Why this helps: Without run, you'd write out=$(cmd 2>&1); rc=$? and manually split lines. With run, it's one call. The $lines array lets you check specific lines by index: ${lines[0]} is the first line, ${lines[1]} the second, etc.

Write your own assertions

If the built-in assertions don't cover your case, make your own using ptyunit_pass and ptyunit_fail:

assert_valid_json() {
    if echo "$1" | python3 -m json.tool > /dev/null 2>&1; then
        ptyunit_pass
    else
        ptyunit_fail "expected valid JSON, got: $1"
    fi
}

my_api_call() { echo '{"status": "ok"}'; }

test_that "API returns JSON"
run my_api_call
assert_valid_json "$output"

These integrate with ptyunit's counters, skip flag, and failure reporting — your custom assertion behaves exactly like a built-in one.

How it works: ptyunit_pass increments the pass counter. ptyunit_fail "message" increments the fail counter and prints a formatted FAIL line with the current test name.
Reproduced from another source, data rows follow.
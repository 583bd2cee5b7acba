//! Display formatting for route distance and duration.

/// Miles per kilometer.
pub const MILES_PER_KM: f64 = 0.621371;

const SECONDS_PER_HOUR: u64 = 3600;
const SECONDS_PER_MINUTE: u64 = 60;

/// Meters as miles with one decimal place, no unit suffix.
pub fn format_distance(meters: f64) -> String {
    let miles = meters / 1000.0 * MILES_PER_KM;
    format!("{:.1}", miles)
}

/// Seconds as `1h 2m 3s`, omitting zero components.
///
/// The total is rounded to whole seconds before it is split, so a remainder
/// like 59.6s carries into the minutes instead of printing `60s`. A zero
/// duration prints `0s`. Negative and non-finite inputs count as zero.
pub fn format_duration(seconds: f64) -> String {
    let total = if seconds.is_finite() && seconds > 0.0 {
        seconds.round() as u64
    } else {
        0
    };

    let hours = total / SECONDS_PER_HOUR;
    let minutes = (total % SECONDS_PER_HOUR) / SECONDS_PER_MINUTE;
    let secs = total % SECONDS_PER_MINUTE;

    let mut parts = Vec::with_capacity(3);
    if hours > 0 {
        parts.push(format!("{}h", hours));
    }
    if minutes > 0 {
        parts.push(format!("{}m", minutes));
    }
    if parts.is_empty() || secs > 0 {
        parts.push(format!("{}s", secs));
    }

    parts.join(" ")
}
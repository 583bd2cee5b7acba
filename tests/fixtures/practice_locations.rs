//! Practice locations for realistic visit routes.
//!
//! An office and the practices a field rep calls on in one visit day.

use visit_route_planner::Coordinate;

/// A named location with coordinates.
#[derive(Debug, Clone)]
pub struct Location {
    pub name: &'static str,
    pub lat: f64,
    pub lng: f64,
}

impl Location {
    pub const fn new(name: &'static str, lat: f64, lng: f64) -> Self {
        Self { name, lat, lng }
    }

    pub fn coordinate(&self) -> Coordinate {
        Coordinate::new(self.lng, self.lat)
    }
}

pub const OFFICE: Location = Location::new("Orthodontic office, Summerlin", 36.1699, -115.2890);

pub const PRACTICES: &[Location] = &[
    Location::new("Family dental, Spring Valley", 36.1080, -115.2450),
    Location::new("Pediatric dentistry, Henderson", 36.0395, -115.0457),
    Location::new("General dentistry, Downtown", 36.1716, -115.1391),
    Location::new("Dental group, North Las Vegas", 36.1989, -115.1175),
    Location::new("Smile studio, Green Valley", 36.0331, -115.0846),
    Location::new("Dental care, Paradise", 36.0972, -115.1467),
];

/// Office first, then the practices in the order a coordinator entered them.
pub fn visit_day() -> Vec<Coordinate> {
    std::iter::once(OFFICE.coordinate())
        .chain(PRACTICES.iter().map(Location::coordinate))
        .collect()
}

/// `lng,lat;lng,lat` as carried by the `coordinates` query parameter.
pub fn visit_day_param() -> String {
    visit_day()
        .iter()
        .map(Coordinate::path_segment)
        .collect::<Vec<_>>()
        .join(";")
}

#[cfg(test)]
mod tests {
    use super::*;

    #[test]
    fn test_visit_day_stays_in_the_valley() {
        for coordinate in visit_day() {
            assert!(coordinate.lat > 35.9 && coordinate.lat < 36.4);
            assert!(coordinate.lng > -115.4 && coordinate.lng < -114.9);
        }
    }
}
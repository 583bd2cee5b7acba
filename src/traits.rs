//! Seams to the external services the planner depends on.
//!
//! Concrete HTTP adapters live in [`crate::osrm`] and [`crate::geocode`];
//! tests and host applications can supply their own implementations.

use crate::coordinates::Coordinate;
use crate::directions::{DirectionsRequest, DirectionsResponse};
use crate::error::DirectionsError;

/// Resolves an ordered coordinate path into candidate drivable routes.
pub trait DirectionsProvider {
    fn directions(&self, request: &DirectionsRequest) -> Result<DirectionsResponse, DirectionsError>;
}

/// Best-effort reverse geocoding used for stop labels.
///
/// Implementations return `None` for any failure; callers fall back to a
/// positional label.
pub trait PlaceLookup {
    fn place_name(&self, at: Coordinate) -> Option<String>;
}

impl<T: DirectionsProvider + ?Sized> DirectionsProvider for &T {
    fn directions(&self, request: &DirectionsRequest) -> Result<DirectionsResponse, DirectionsError> {
        (**self).directions(request)
    }
}

impl<T: PlaceLookup + ?Sized> PlaceLookup for &T {
    fn place_name(&self, at: Coordinate) -> Option<String> {
        (**self).place_name(at)
    }
}

/// Lookup that never resolves, leaving every stop on its positional label.
#[derive(Debug, Clone, Copy, Default)]
pub struct NoPlaceLookup;

impl PlaceLookup for NoPlaceLookup {
    fn place_name(&self, _at: Coordinate) -> Option<String> {
        None
    }
}
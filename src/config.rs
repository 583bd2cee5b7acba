//! Planner configuration.
//!
//! Every field has a default, so a host can deserialize a partial document
//! (JSON, TOML, ...) and only override what it needs.

use serde::Deserialize;

use crate::geocode::GeocoderConfig;
use crate::osrm::OsrmConfig;

#[derive(Debug, Clone, Default, Deserialize)]
#[serde(default)]
pub struct PlannerConfig {
    pub directions: OsrmConfig,
    pub geocoder: GeocoderConfig,
}

impl PlannerConfig {
    /// Mapbox directions and geocoding sharing one access token.
    pub fn mapbox(access_token: impl Into<String>) -> Self {
        let access_token = access_token.into();
        Self {
            directions: OsrmConfig::mapbox(access_token.clone()),
            geocoder: GeocoderConfig {
                access_token: Some(access_token),
                ..GeocoderConfig::default()
            },
        }
    }
}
Both respect ptyunit_skip_test.

Scoped setup with describe

Describe blocks can carry their own setup and teardown functions. Nesting accumulates — inner tests get all outer setups.

_start_db()  { db_connect "test.db"; }
_stop_db()   { db_disconnect; }
_seed_users(){ db_exec "INSERT INTO users VALUES ('alice')"; }

describe "database" _start_db _stop_db
    describe "users" _seed_users
        test_that "finds alice"
        run db_query "SELECT name FROM users"
        assert_contains "$output" "alice"
    end_describe
end_describe
# _start_db ran before the test, then _seed_users.
# After the test: _stop_db ran.

Setup order: outermost first, then innermost. Teardown order: innermost first, then outermost (like stack unwinding). Describe-level setups run before each test_that inside the block — not once for the whole block.


Help

Every feature has a built-in reference page:

ptyunit help              # list all topics
ptyunit help coverage     # coverage flags and install-method examples
ptyunit help pty          # PTY/TUI testing
ptyunit help mocking      # mock commands and functions
ptyunit help params       # parameterised tests
ptyunit help filters      # run a subset by file or name
ptyunit help formats      # TAP, JUnit XML, pretty output
ptyunit help install      # submodule vs brew vs bpkg tradeoffs

Running tests

bash tests/ptyunit/run.sh                          # everything
bash tests/ptyunit/run.sh --unit                   # unit tests only
bash tests/ptyunit/run.sh --filter auth            # only files matching "auth"
bash tests/ptyunit/run.sh --name "login"           # only test sections matching "login"
bash tests/ptyunit/run.sh --fail-fast              # stop on first failure
bash tests/ptyunit/run.sh --format tap             # TAP output for CI
bash tests/ptyunit/run.sh --format junit           # JUnit XML for CI
bash tests/ptyunit/run.sh --debug                  # sequential + verbose

Sample output:

ptyunit test runner (4 workers)

Unit tests:
  test-auth.sh    ... OK (12/12)
  test-config.sh  ... OK (8/8)
  test-deploy.sh  ... FAIL
    FAIL [deploy > push] — unexpected branch
      expected: 'staging'
      actual:   'main'
  test-utils.sh   ... OK (15/15) in 1.2 secs

─────────────────────────────────
35/36 assertions passed across 4 file(s)
Failed files:
  test-deploy.sh

Runner options

Flag What it does
--unit Unit tests only (test-*.sh + test_*.py)
--integration Integration tests only (test-*.sh + test_*.py)
--all Both (default)
--jobs N Max parallel test files (default: number of CPU cores)
--filter PATTERN Only run files whose name contains PATTERN
--name PATTERN Only run test sections whose name contains PATTERN
--fail-fast Stop after the first failure
--format pretty Human-readable output (default)
--format tap TAP version 13 — for CI tools that speak TAP
--format junit JUnit XML — for Jenkins, GitHub Actions, etc.
--debug Same as --jobs 1 --verbose — runs tests one by one
-v / --verbose Show timing for every file
--version Print version and exit

How parallelism works: Tests run in a streaming worker pool using an fd-based semaphore. This is compatible with bash 3.2 — no wait -n or GNU parallel required. Files start as soon as a slot opens rather than waiting for all files to be discovered first.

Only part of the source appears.